X = [dummyvar(mo(:)) logts.time logts.time.^2];
[b2,bint,resid2] = regress(logts.data,X);
tscol = addts(tscol,resid2,'Resid2');
plot(tscol.Resid2)
[p,dw] = dwtest(tscol.Resid2.data,X)
p = 8.7866e-20
dw = 0.6487
二乗項を追加すると、元の残差プロットで顕著に見られた曲線は取り除かれましたが、プロットと新しいダービン-ワトソン検定の両方において、残差にまだ大きな相関があることが示されています。

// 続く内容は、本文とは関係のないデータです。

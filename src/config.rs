// ============================================================================
// CONFIG - Configuración cargada en tiempo de compilación (build.rs + .env)
// ============================================================================

use serde::{Deserialize, Serialize};

pub const DEFAULT_MAP_STYLE: &str = "mapbox://styles/mapbox/streets-v12";
pub const DEFAULT_CENTER_LNG: f64 = 139.7016;
pub const DEFAULT_CENTER_LAT: f64 = 35.6590;
pub const DEFAULT_ZOOM: f64 = 13.0;

#[derive(Debug, Clone, PartialEq, Serialize, Deserialize)]
pub struct AppConfig {
    /// Vacío = token ausente
    pub mapbox_access_token: String,
    pub enable_logging: bool,
    pub log_level: String,
    pub map_config: MapConfig,
}

impl Default for AppConfig {
    fn default() -> Self {
        Self {
            mapbox_access_token: String::new(),
            enable_logging: true,
            log_level: "info".to_string(),
            map_config: MapConfig::default(),
        }
    }
}

#[derive(Debug, Clone, PartialEq, Serialize, Deserialize)]
pub struct MapConfig {
    pub container_id: String,
    pub style: String,
    pub default_center_lng: f64,
    pub default_center_lat: f64,
    pub default_zoom: f64,
}

impl Default for MapConfig {
    fn default() -> Self {
        Self {
            container_id: "map".to_string(),
            style: DEFAULT_MAP_STYLE.to_string(),
            default_center_lng: DEFAULT_CENTER_LNG,
            default_center_lat: DEFAULT_CENTER_LAT,
            default_zoom: DEFAULT_ZOOM,
        }
    }
}

impl MapConfig {
    /// Centro en el orden que espera Mapbox: [lng, lat]
    pub fn center(&self) -> [f64; 2] {
        [self.default_center_lng, self.default_center_lat]
    }
}

impl AppConfig {
    /// Carga la configuración desde variables de entorno en tiempo de compilación
    pub fn from_env() -> Self {
        Self::from_values(|key| match key {
            "MAPBOX_ACCESS_TOKEN" => option_env!("MAPBOX_ACCESS_TOKEN"),
            "MAP_STYLE" => option_env!("MAP_STYLE"),
            "DEFAULT_MAP_CENTER_LNG" => option_env!("DEFAULT_MAP_CENTER_LNG"),
            "DEFAULT_MAP_CENTER_LAT" => option_env!("DEFAULT_MAP_CENTER_LAT"),
            "DEFAULT_MAP_ZOOM" => option_env!("DEFAULT_MAP_ZOOM"),
            "ENABLE_LOGGING" => option_env!("ENABLE_LOGGING"),
            "LOG_LEVEL" => option_env!("LOG_LEVEL"),
            _ => None,
        })
    }

    /// Construye la configuración a partir de un lookup clave -> valor.
    /// Valores no parseables caen a los defaults.
    pub fn from_values<'a, F>(lookup: F) -> Self
    where
        F: Fn(&str) -> Option<&'a str>,
    {
        let defaults = MapConfig::default();
        let parse_f64 = |key: &str, default: f64| {
            lookup(key)
                .and_then(|v| v.trim().parse::<f64>().ok())
                .filter(|v| v.is_finite())
                .unwrap_or(default)
        };

        Self {
            mapbox_access_token: lookup("MAPBOX_ACCESS_TOKEN")
                .unwrap_or("")
                .trim()
                .to_string(),
            enable_logging: lookup("ENABLE_LOGGING")
                .and_then(|v| v.trim().parse().ok())
                .unwrap_or(true),
            log_level: lookup("LOG_LEVEL").unwrap_or("info").trim().to_string(),
            map_config: MapConfig {
                container_id: defaults.container_id.clone(),
                style: lookup("MAP_STYLE")
                    .map(str::trim)
                    .filter(|s| !s.is_empty())
                    .unwrap_or(DEFAULT_MAP_STYLE)
                    .to_string(),
                default_center_lng: parse_f64("DEFAULT_MAP_CENTER_LNG", defaults.default_center_lng),
                default_center_lat: parse_f64("DEFAULT_MAP_CENTER_LAT", defaults.default_center_lat),
                default_zoom: parse_f64("DEFAULT_MAP_ZOOM", defaults.default_zoom),
            },
        }
    }

    /// Obtiene el token de Mapbox (None si falta)
    pub fn mapbox_token(&self) -> Option<&str> {
        if self.mapbox_access_token.is_empty() {
            None
        } else {
            Some(&self.mapbox_access_token)
        }
    }

    /// Nivel de log para wasm_logger
    pub fn log_level(&self) -> log::Level {
        self.log_level.parse().unwrap_or(log::Level::Info)
    }

    /// Verifica si el modo de logging está habilitado
    pub fn is_logging_enabled(&self) -> bool {
        self.enable_logging
    }
}

// Configuración global estática
lazy_static::lazy_static! {
    pub static ref CONFIG: AppConfig = AppConfig::from_env();
}

#[cfg(test)]
mod tests {
    use super::*;
    use std::collections::HashMap;

    fn config_from(pairs: &[(&'static str, &'static str)]) -> AppConfig {
        let values: HashMap<&str, &str> = pairs.iter().copied().collect();
        AppConfig::from_values(|key| values.get(key).copied())
    }

    #[test]
    fn test_missing_token_is_none() {
        let config = config_from(&[]);
        assert_eq!(config.mapbox_token(), None);
        assert_eq!(config.map_config, MapConfig::default());
    }

    #[test]
    fn test_blank_token_counts_as_missing() {
        let config = config_from(&[("MAPBOX_ACCESS_TOKEN", "   ")]);
        assert_eq!(config.mapbox_token(), None);
    }

    #[test]
    fn test_overrides_and_bad_numbers() {
        let config = config_from(&[
            ("MAPBOX_ACCESS_TOKEN", "pk.test"),
            ("DEFAULT_MAP_ZOOM", "15"),
            ("DEFAULT_MAP_CENTER_LAT", "not-a-number"),
            ("LOG_LEVEL", "debug"),
            ("ENABLE_LOGGING", "false"),
        ]);
        assert_eq!(config.mapbox_token(), Some("pk.test"));
        assert_eq!(config.map_config.default_zoom, 15.0);
        assert_eq!(config.map_config.default_center_lat, DEFAULT_CENTER_LAT);
        assert_eq!(config.log_level(), log::Level::Debug);
        assert!(!config.is_logging_enabled());
    }

    #[test]
    fn test_default_view() {
        let map = MapConfig::default();
        assert_eq!(map.center(), [DEFAULT_CENTER_LNG, DEFAULT_CENTER_LAT]);
        // Shibuya
        assert_eq!(map.center(), [139.7016, 35.6590]);
        assert_eq!(map.default_zoom, 13.0);
        assert_eq!(map.style, DEFAULT_MAP_STYLE);
    }
}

このような自己相関は、X 変数ではキャプチャされなかった他の原因によってもたらされている可能性があります。モデルを改善し、相関を削減できる他のデータを収集する必要がありそうです。他のデータが存在しない場合は、単に別のパラメーターをモデルに追加して、自己相関を表すことができます。それを行ってみましょう。ここでは、二乗項を取り除き、誤差に対して自己回帰モデルを使用します。
自己回帰プロセスには次の 2 つの段階があります。
Y(t) = X(t,:)*b + r(t) % regression model for original data r(t) = rho * r(t-1) + u(t) % autoregressive model for residuals
残差系列 r(t)
を一連の個別の値とする場合は、通常の回帰モデルとは異なり、 残差は個別の値で構成される独自の誤差項 u(t)
をもつ自己回帰モデルに従うことができます。
このモデルを作成するために、無名関数 f
を作成して近似値 Yfit
を計算し、Y-Yfit
が u 値をもたらすようにします。
Yfit(t) = rho*Y(t-1) + (X(t,:) - rho*X(t-1,:))*b
この無名関数では、[rho; b]
を単一のパラメーター ベクトル c
に組み合わせます。結果として得られる残差は、相関していない系列にかなり近いものになります。
r = corr(resid(1:end-1),resid(2:end)); % initial guess for rho X = [dummyvar(mo(:)) logts.time]; Y = logts.data; f = @(c,x) [Y(1); c(1)*Y(1:end-1) + (x(2:end,:)- c(1)*x(1:end-1,:))*c(2:end)]; c = nlinfit(X,Y,f,[r; b]); u = Y - f(c,X); tscol = addts(tscol,u,'ResidU'); plot(tscol.ResidU);
まとめ
この例では、Statistics and Machine Learning Toolbox™ の機能を利用して MATLAB® の時系列オブジェクトを使用する方法を説明しています。ts.data
という表記を使用すると、データを抽出し入力として関数に与えることが簡単にできます。また、関数 controlchart
には時系列オブジェクトを直接渡すことができます。
Econometrics Toolbox™ や System Identification Toolbox™ の機能など、時系列用に特別に設計された機能を使用すると、さらに詳細な解析を実行できます。